In an era when going green is seen as being uber cool, city boy Dhivik A has plans of selling over a 1,000 electric two-wheelers every month.
These two-wheelers would not just be beneficial to the environment, on account of being purely battery operated, but would also turn out to be economical for their owners, feels Dhivik.
Compared with shelling out over Rs79 per litre of petrol, people have to spend just Rs5-12 for a complete battery charge. “And the vehicles can run 40 to 100 km after every charge. This implies huge savings,” says Dhivik.
His firm, GoGreen BOV, started in November 2010, currently sells around 700 electric two-wheelers every month.
This new demand is a far cry from the minuscule seven to eight vehicles per month the company sold during its inception year.
“This shows people are getting savvier about the ecology. It also helps that electric two-wheelers are lighter on the pockets,” says Dhivik.
However, India has far more potential, feels the engineer-turned-entrepreneur.
Comparing India and China, he says throughout India, only 3-4 lakh electric vehicles, including cars and two-wheelers of all manufacturers, are sold every year. “While in China, 1 million get sold each month. There is huge scope in India,” says Dhivik.
Based in Kolar, GoGreen currently builds about 40% of its vehicle components, while the remaining 60% are imported from Germany, China, Japan and Korea.
“By 2014-15, we are hoping to get to a stage wherein we can indigenously develop up to 90% of components. For this we are also looking for setting up a bigger plant that can cater to additional demand.”
Going ahead, the venture aims to bring out bicycles, wheelchairs and plug-in toys, all battery operated.
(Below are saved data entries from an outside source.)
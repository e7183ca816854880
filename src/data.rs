use chrono::NaiveDate;
use serde::{Deserialize, Serialize};
use std::collections::BTreeMap;
use std::fmt;

use crate::config::SolverConfig;
use crate::profile::ProfileSelection;
use crate::solver::StageDiagnostics;

// Type aliases for clarity
pub type WorkerId = u32;
pub type Day = u32;
pub type WeekNumber = u32;

/// One of the shift types a worker can hold on a given day.
///
/// The declaration order is the extraction order: when reading a solution,
/// the first shift whose variable is set wins.
#[derive(Debug, Clone, Copy, PartialEq, Eq, Hash, PartialOrd, Ord, Deserialize, Serialize)]
pub enum ShiftType {
    #[serde(rename = "M")]
    Morning,
    #[serde(rename = "T")]
    Afternoon,
    #[serde(rename = "L")]
    Free,
    #[serde(rename = "LQ")]
    QualityFree,
    #[serde(rename = "F")]
    ClosedHoliday,
    #[serde(rename = "V")]
    Vacation,
    #[serde(rename = "LD")]
    CompensationFree,
    #[serde(rename = "A")]
    Absence,
    #[serde(rename = "TC")]
    Complementary,
}

impl ShiftType {
    pub const ALL: [ShiftType; 9] = [
        ShiftType::Morning,
        ShiftType::Afternoon,
        ShiftType::Free,
        ShiftType::QualityFree,
        ShiftType::ClosedHoliday,
        ShiftType::Vacation,
        ShiftType::CompensationFree,
        ShiftType::Absence,
        ShiftType::Complementary,
    ];

    /// Shifts counted against a worker's yearly free-day quota.
    pub const FREE_QUOTA: [ShiftType; 3] = [
        ShiftType::Free,
        ShiftType::QualityFree,
        ShiftType::CompensationFree,
    ];

    pub fn index(self) -> usize {
        self as usize
    }

    pub fn code(self) -> &'static str {
        match self {
            ShiftType::Morning => "M",
            ShiftType::Afternoon => "T",
            ShiftType::Free => "L",
            ShiftType::QualityFree => "LQ",
            ShiftType::ClosedHoliday => "F",
            ShiftType::Vacation => "V",
            ShiftType::CompensationFree => "LD",
            ShiftType::Absence => "A",
            ShiftType::Complementary => "TC",
        }
    }

    pub fn is_morning_or_afternoon(self) -> bool {
        matches!(self, ShiftType::Morning | ShiftType::Afternoon)
    }
}

impl fmt::Display for ShiftType {
    fn fmt(&self, f: &mut fmt::Formatter<'_>) -> fmt::Result {
        f.write_str(self.code())
    }
}

/// Per-worker quotas, already reconciled by the data-preparation layer.
#[derive(Debug, Clone, Default, Deserialize, Serialize)]
#[serde(rename_all = "camelCase", default)]
pub struct Quotas {
    /// L: free days over the horizon (L + LQ + LD).
    pub total_free: u32,
    /// Free days that must fall on the worker's Sundays/holidays.
    pub total_free_special: u32,
    /// LD: compensation days.
    pub compensation_days: u32,
    /// LQ: quality free days outside quality weekends.
    pub quality_free_days: u32,
    /// C2D
    pub two_day_weekends: u32,
    /// C3D
    pub three_day_weekends: u32,
    /// CXX
    pub consecutive_pairs: u32,
    /// TC
    pub complementary_shifts: u32,
}

impl Quotas {
    /// Every LQ the worker is owed once 3-day weekends are included.
    pub fn quality_free_total(&self) -> u32 {
        self.quality_free_days + self.two_day_weekends + self.three_day_weekends
    }
}

/// Which working shifts a worker may take during a given week.
#[derive(Debug, Clone, Copy, PartialEq, Eq, Deserialize, Serialize)]
#[serde(rename_all = "camelCase")]
pub struct WeekAvailability {
    pub morning: bool,
    pub afternoon: bool,
}

impl Default for WeekAvailability {
    fn default() -> Self {
        Self {
            morning: true,
            afternoon: true,
        }
    }
}

/// A worker together with their calendar and quotas.
#[derive(Debug, Clone, Deserialize, Serialize)]
#[serde(rename_all = "camelCase")]
pub struct Worker {
    pub id: WorkerId,
    pub contract_type: u8,
    /// Overrides the weekly working-day cap implied by the contract type.
    #[serde(default)]
    pub weekly_cap: Option<u32>,
    /// Days the worker is active. Derived from the other sets when absent.
    #[serde(default)]
    pub working_days: Option<Vec<Day>>,
    #[serde(default)]
    pub holiday_days: Vec<Day>,
    #[serde(default)]
    pub missing_days: Vec<Day>,
    #[serde(default)]
    pub empty_days: Vec<Day>,
    #[serde(default)]
    pub quotas: Quotas,
    #[serde(default)]
    pub week_availability: BTreeMap<WeekNumber, WeekAvailability>,
}

/// The planning horizon as handed over by the calendar builder.
#[derive(Debug, Clone, Deserialize, Serialize)]
#[serde(rename_all = "camelCase")]
pub struct CalendarInput {
    pub start_date: NaiveDate,
    pub num_days: u32,
    #[serde(default)]
    pub holidays: Vec<Day>,
    #[serde(default)]
    pub closed_holidays: Vec<Day>,
    /// Sundays and holidays when absent.
    #[serde(default)]
    pub special_days: Option<Vec<Day>>,
    /// Monday-started weeks numbered from 1 at the horizon start when
    /// absent. Not ISO week numbers.
    #[serde(default)]
    pub weeks: Option<BTreeMap<WeekNumber, Vec<Day>>>,
}

/// Staffing goal for one working shift on one day.
#[derive(Debug, Clone, Deserialize, Serialize)]
#[serde(rename_all = "camelCase")]
pub struct StaffingTarget {
    pub day: Day,
    pub shift: ShiftType,
    pub target: u32,
    #[serde(default)]
    pub minimum: u32,
}

/// The complete input for the scheduling problem.
#[derive(Debug, Clone, Deserialize, Serialize)]
#[serde(rename_all = "camelCase")]
pub struct SchedulingInput {
    pub calendar: CalendarInput,
    pub workers: Vec<Worker>,
    #[serde(default)]
    pub staffing: Vec<StaffingTarget>,
    #[serde(default)]
    pub profile: ProfileSelection,
    #[serde(default)]
    pub solver: Option<SolverConfig>,
}

/// A worker's shift on one day; `None` when extraction found no set variable.
#[derive(Debug, Clone, Copy, PartialEq, Eq, Serialize)]
#[serde(rename_all = "camelCase")]
pub struct DayAssignment {
    pub day: Day,
    pub shift: Option<ShiftType>,
}

/// Worker → day → shift, as extracted from one solve.
#[derive(Debug, Clone, PartialEq, Eq, Default, Serialize)]
#[serde(rename_all = "camelCase")]
pub struct ScheduleMatrix {
    pub rows: BTreeMap<WorkerId, Vec<DayAssignment>>,
}

impl ScheduleMatrix {
    pub fn new() -> Self {
        Self::default()
    }

    /// Rows are kept in day order starting at day 1.
    pub fn push_row(&mut self, worker: WorkerId, shifts: Vec<Option<ShiftType>>) {
        let row = shifts
            .into_iter()
            .enumerate()
            .map(|(i, shift)| DayAssignment {
                day: i as Day + 1,
                shift,
            })
            .collect();
        self.rows.insert(worker, row);
    }

    pub fn get(&self, worker: WorkerId, day: Day) -> Option<ShiftType> {
        if day == 0 {
            return None;
        }
        self.rows
            .get(&worker)
            .and_then(|row| row.get(day as usize - 1))
            .and_then(|a| a.shift)
    }

    pub fn row(&self, worker: WorkerId) -> &[DayAssignment] {
        self.rows.get(&worker).map(Vec::as_slice).unwrap_or(&[])
    }

    pub fn count(&self, worker: WorkerId, shift: ShiftType) -> usize {
        self.row(worker)
            .iter()
            .filter(|a| a.shift == Some(shift))
            .count()
    }

    pub fn unassigned(&self, worker: WorkerId) -> usize {
        self.row(worker).iter().filter(|a| a.shift.is_none()).count()
    }
}

/// Shift counts for one worker in one schedule.
#[derive(Debug, Clone, PartialEq, Eq, Serialize)]
#[serde(rename_all = "camelCase")]
pub struct WorkerSummary {
    pub worker: WorkerId,
    pub free: usize,
    pub quality_free: usize,
    pub compensation: usize,
    pub complementary: usize,
    pub total_free: usize,
    pub special_day_work: usize,
    pub unassigned: usize,
}

/// Describes a soft constraint that was not met in the final schedule.
#[derive(Debug, Clone, Serialize)]
#[serde(rename_all = "camelCase")]
pub struct UnmetSoftConstraint {
    pub constraint_type: String,
    pub description: String,
}

impl fmt::Display for UnmetSoftConstraint {
    fn fmt(&self, f: &mut fmt::Formatter<'_>) -> fmt::Result {
        write!(f, "[{}] {}", self.constraint_type, self.description)
    }
}

/// The final output of the solver.
#[derive(Debug, Clone, Serialize)]
#[serde(rename_all = "camelCase")]
pub struct SchedulingOutput {
    pub schedule: ScheduleMatrix,
    pub summaries: Vec<WorkerSummary>,
    pub unmet_soft_constraints: Vec<UnmetSoftConstraint>,
    pub stages: Vec<StageDiagnostics>,
}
“We want to expand our customer base from mainly youngsters and working professionals to even children and senior citizens,” says Dhivik.
Failure to success
Dhivik might be one of the countless entrepreneurs to have come out from Bangalore, especially in the engineer-turned-entrepreneur category. But the growth that his venture is seeing, contrasts with the failure he witnessed as an engineering student, taking eight years to complete the usual four year course.
“Failure makes one stronger. But, it also proved that pursuing what you like results in success, against simply doing something which is believed to fetch you success,” says Dhivik.
Engineering is believed to fetch well-paying jobs, “but it’s not true in case of those not interested in the field. So it’s best to take your passion ahead, rather than just following the herd.”